Cem smiles back at him, pretending that he knows exactly what Yunseo is talking about, even if he doesn’t understand shit. The only thing he knows is that those words have a strange ring to them, weirdly polite and predatory at the same time. It’s giving him chills, paired with Yunseo’s undivided attention, now that he knows for sure that he’s being observed and analysed. It makes Cem want to show off, even if it’s obvious that he stumbled in here by accident. 

“One of your friends looked normal, though. And I don’t see you posing with a whip either.”

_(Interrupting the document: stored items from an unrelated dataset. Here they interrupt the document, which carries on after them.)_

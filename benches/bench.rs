use criterion::{Criterion, criterion_group, criterion_main};
use fastrand::Rng;
use puzzle_aids::cipher::grid::{CipherGrid, Key};
use puzzle_aids::logic::choice::Choice;
use puzzle_aids::logic::generate::{DEFAULT_MAX_ATTEMPTS, generate_unique, random_choices};
use puzzle_aids::logic::operator::Operator;
use puzzle_aids::logic::puzzle::Puzzle;
use puzzle_aids::logic::solver::{Choices, solve};
use puzzle_aids::logic::truth_table::AssignmentRange;
use puzzle_aids::logic::variable::Variable::{A, B, C, D, E};
use std::hint::black_box;
use std::time::Duration;

const SAMPLE: Choices = [
    Choice::unary(Operator::Affirms, B),
    Choice::unary(Operator::Affirms, A),
    Choice::constant(false),
    Choice::unary(Operator::Negates, C),
    Choice::binary(Operator::Nor, A, D),
];

fn bench_truth_table(c: &mut Criterion) {
    let mut group = c.benchmark_group("truth table");

    for range in [AssignmentRange::Full, AssignmentRange::Legacy] {
        group.bench_function(format!("{range:?}"), |b| {
            b.iter(|| {
                let count = black_box(range).table().filter(|a| a.value(E)).count();
                black_box(count);
            });
        });
    }

    group.finish();
}

fn bench_solve(c: &mut Criterion) {
    let mut group = c.benchmark_group("solve");

    group.bench_function("sample question", |b| {
        b.iter(|| black_box(solve(black_box(&SAMPLE), AssignmentRange::Full)));
    });

    group.bench_function("empty question", |b| {
        b.iter(|| {
            black_box(solve(
                black_box(&[Choice::EMPTY; 5]),
                AssignmentRange::Full,
            ))
        });
    });

    let mut rng = Rng::with_seed(11);
    let questions = (0..12).map(|_| random_choices(&mut rng)).collect::<Vec<_>>();
    group.bench_function("twelve random questions", |b| {
        b.iter(|| {
            let puzzle = Puzzle::from_choices(questions.iter().copied(), AssignmentRange::Full);
            black_box(puzzle)
        });
    });

    group.finish();
}

fn bench_generate(c: &mut Criterion) {
    let mut group = c.benchmark_group("generate");
    group.sample_size(50);
    group.measurement_time(Duration::from_secs(10));

    group.bench_function("unique question", |b| {
        let mut rng = Rng::with_seed(5);
        b.iter(|| {
            black_box(generate_unique(
                &mut rng,
                AssignmentRange::Full,
                DEFAULT_MAX_ATTEMPTS,
            ))
        });
    });

    group.finish();
}

fn bench_cipher(c: &mut Criterion) {
    let rows = ["QEBNRFZHYOLT", "KCLUGRJMPLSB", "OQEBIXWVALD"];
    let grid = CipherGrid::from_rows(&rows).unwrap_or_default();
    let keys = std::iter::once(Key::Enter)
        .chain("THEQUICKBROWNFOXJUMPSOVERTHELAZYDOG".chars().map(Key::Letter))
        .collect::<Vec<_>>();

    c.bench_function("cipher - replay keys", |b| {
        b.iter(|| {
            let mut grid = grid.clone();
            grid.handle_keys(keys.iter().copied());
            black_box(grid.to_string())
        });
    });
}

criterion_group!(benches, bench_truth_table, bench_solve, bench_generate, bench_cipher);

criterion_main!(benches);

“You don’t know what I’m hiding in my pockets, though.” Yunseo raises his eyebrows suggestively and tilts his head. It has a challenging touch, almost an invitation for friendly banter and serious flirtation - until he backs off with an amused huff. “Just kidding. Tell me if I’m too straight-forward, alright? I like to tease but I’ll stop if you’re new to all of this.”

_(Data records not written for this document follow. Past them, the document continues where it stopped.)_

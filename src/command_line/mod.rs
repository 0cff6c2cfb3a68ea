/// Argument definitions and the command handlers.
pub(crate) mod cli;
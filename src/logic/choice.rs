#![warn(clippy::all, clippy::pedantic, clippy::nursery, clippy::cargo)]
//! A single choice of a question and the check of a choice against an assignment.
//!
//! A choice at index `c` claims something about the other choices, and variable `c`
//! of a truth assignment says whether choice `c` itself is correct. The choice is
//! consistent with an assignment when the value its operator computes equals the
//! assignment's value at `c`.
//!
//! A choice that cannot be evaluated yet (no operator, or an operand the operator
//! needs is still unset) never rules an assignment out.

use crate::logic::operator::Operator;
use crate::logic::truth_table::TruthAssignment;
use crate::logic::variable::Variable;
use std::fmt::Display;

/// Which operand slot of a choice an edit targets.
#[derive(Debug, Clone, Copy, PartialEq, Eq, Hash)]
pub enum OperandSlot {
    /// The first operand, read by operators of arity 1 and 2.
    First,
    /// The second operand, read by operators of arity 2.
    Second,
}

impl OperandSlot {
    /// Smallest operator arity that reads this slot.
    #[must_use]
    pub const fn min_arity(self) -> usize {
        match self {
            Self::First => 1,
            Self::Second => 2,
        }
    }
}

/// An operator together with up to two operand variables.
#[derive(Debug, Clone, Copy, PartialEq, Eq, Hash, Default)]
pub struct Choice {
    /// The selected operator, `None` while unset.
    pub operator: Option<Operator>,
    /// First operand, `None` while unset.
    pub operand1: Option<Variable>,
    /// Second operand, `None` while unset.
    pub operand2: Option<Variable>,
}

impl Choice {
    /// A choice with nothing selected.
    pub const EMPTY: Self = Self {
        operator: None,
        operand1: None,
        operand2: None,
    };

    /// Builds a choice from its parts.
    #[must_use]
    pub const fn new(
        operator: Option<Operator>,
        operand1: Option<Variable>,
        operand2: Option<Variable>,
    ) -> Self {
        Self {
            operator,
            operand1,
            operand2,
        }
    }

    /// A constant choice (`true` or `false`).
    #[must_use]
    pub const fn constant(value: bool) -> Self {
        let operator = if value {
            Operator::ConstantTrue
        } else {
            Operator::ConstantFalse
        };
        Self::new(Some(operator), None, None)
    }

    /// A one-operand choice.
    #[must_use]
    pub const fn unary(operator: Operator, operand: Variable) -> Self {
        Self::new(Some(operator), Some(operand), None)
    }

    /// A two-operand choice.
    #[must_use]
    pub const fn binary(operator: Operator, first: Variable, second: Variable) -> Self {
        Self::new(Some(operator), Some(first), Some(second))
    }

    /// The choice with a new operator and both operands cleared.
    #[must_use]
    pub const fn with_operator(self, operator: Option<Operator>) -> Self {
        Self::new(operator, None, None)
    }

    /// The choice with one operand slot replaced and everything else kept.
    #[must_use]
    pub const fn with_operand(self, slot: OperandSlot, operand: Option<Variable>) -> Self {
        match slot {
            OperandSlot::First => Self::new(self.operator, operand, self.operand2),
            OperandSlot::Second => Self::new(self.operator, self.operand1, operand),
        }
    }

    /// Operand stored in a slot.
    #[must_use]
    pub const fn operand(self, slot: OperandSlot) -> Option<Variable> {
        match slot {
            OperandSlot::First => self.operand1,
            OperandSlot::Second => self.operand2,
        }
    }

    /// Whether the choice has nothing selected.
    #[must_use]
    pub const fn is_empty(self) -> bool {
        self.operator.is_none() && self.operand1.is_none() && self.operand2.is_none()
    }

    /// Whether every operand the operator reads is set.
    #[must_use]
    pub const fn is_complete(self) -> bool {
        match self.operator {
            None => false,
            Some(op) => match op.arity() {
                0 => true,
                1 => self.operand1.is_some(),
                _ => self.operand1.is_some() && self.operand2.is_some(),
            },
        }
    }

    /// Whether operands the operator does not read are unset.
    #[must_use]
    pub const fn is_well_formed(self) -> bool {
        let arity = Operator::arity_of(self.operator);
        (arity >= OperandSlot::First.min_arity() || self.operand1.is_none())
            && (arity >= OperandSlot::Second.min_arity() || self.operand2.is_none())
    }

    /// The value the choice's operator computes under an assignment.
    ///
    /// `None` while the operator or an operand it needs is unset.
    #[must_use]
    pub fn target_truth(self, assignment: TruthAssignment) -> Option<bool> {
        self.operator?.apply(
            assignment.operand(self.operand1),
            assignment.operand(self.operand2),
        )
    }

    /// Whether the choice, sitting at `index` in its question, is consistent with
    /// the assignment.
    ///
    /// Total: unset parts and out-of-range indices are vacuously valid.
    #[must_use]
    pub fn is_valid(self, index: usize, assignment: TruthAssignment) -> bool {
        match (self.target_truth(assignment), assignment.get(index)) {
            (Some(target), Some(claimed)) => claimed == target,
            _ => true,
        }
    }
}

/// Free-standing form of [`Choice::is_valid`].
#[must_use]
pub fn is_choice_valid(choice: &Choice, choice_index: usize, assignment: &TruthAssignment) -> bool {
    choice.is_valid(choice_index, *assignment)
}

fn fmt_operand(operand: Option<Variable>, f: &mut std::fmt::Formatter<'_>) -> std::fmt::Result {
    match operand {
        Some(v) => write!(f, " {v}"),
        None => write!(f, " -"),
    }
}

impl Display for Choice {
    /// Writes the choice in the puzzle text syntax, e.g. `and A B`, `is D`, `none`.
    ///
    /// Operand slots the operator reads are always written (unset ones as `-`), so
    /// the output parses back to the same choice.
    fn fmt(&self, f: &mut std::fmt::Formatter<'_>) -> std::fmt::Result {
        let Some(op) = self.operator else {
            return write!(f, "none");
        };
        write!(f, "{op}")?;
        let arity = op.arity();
        if arity >= 1 {
            fmt_operand(self.operand1, f)?;
        }
        if arity >= 2 {
            fmt_operand(self.operand2, f)?;
        }
        Ok(())
    }
}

“No, it’s fine,” Cem says, even though it’s really not. Nothing about that was straight-forward and something about it made him feel funny. It fades away quickly, after a few seconds of awkward silence and fidgeting in his chair. “So, what are you hiding in your pockets?”

Nothing in his pants besides his cellphone and wallet, apparently. Yunseo pulls more out of his jacket pocket, though. A crinkled flyer, a condom, an extra set of thick shoelaces and a handful of clothespins.

“Anticlimactic, right? I should’ve brought a flogger just in case I want to impress someone. Or a pinwheel to continue the creepy and dangerous aesthetic.”

“Yeah, definitely,” Cem laughs, continuing his little game of playing pretend just for the sake of it, despite the voice of reason somewhere in the back of his mind screaming that this could end very fucking badly. 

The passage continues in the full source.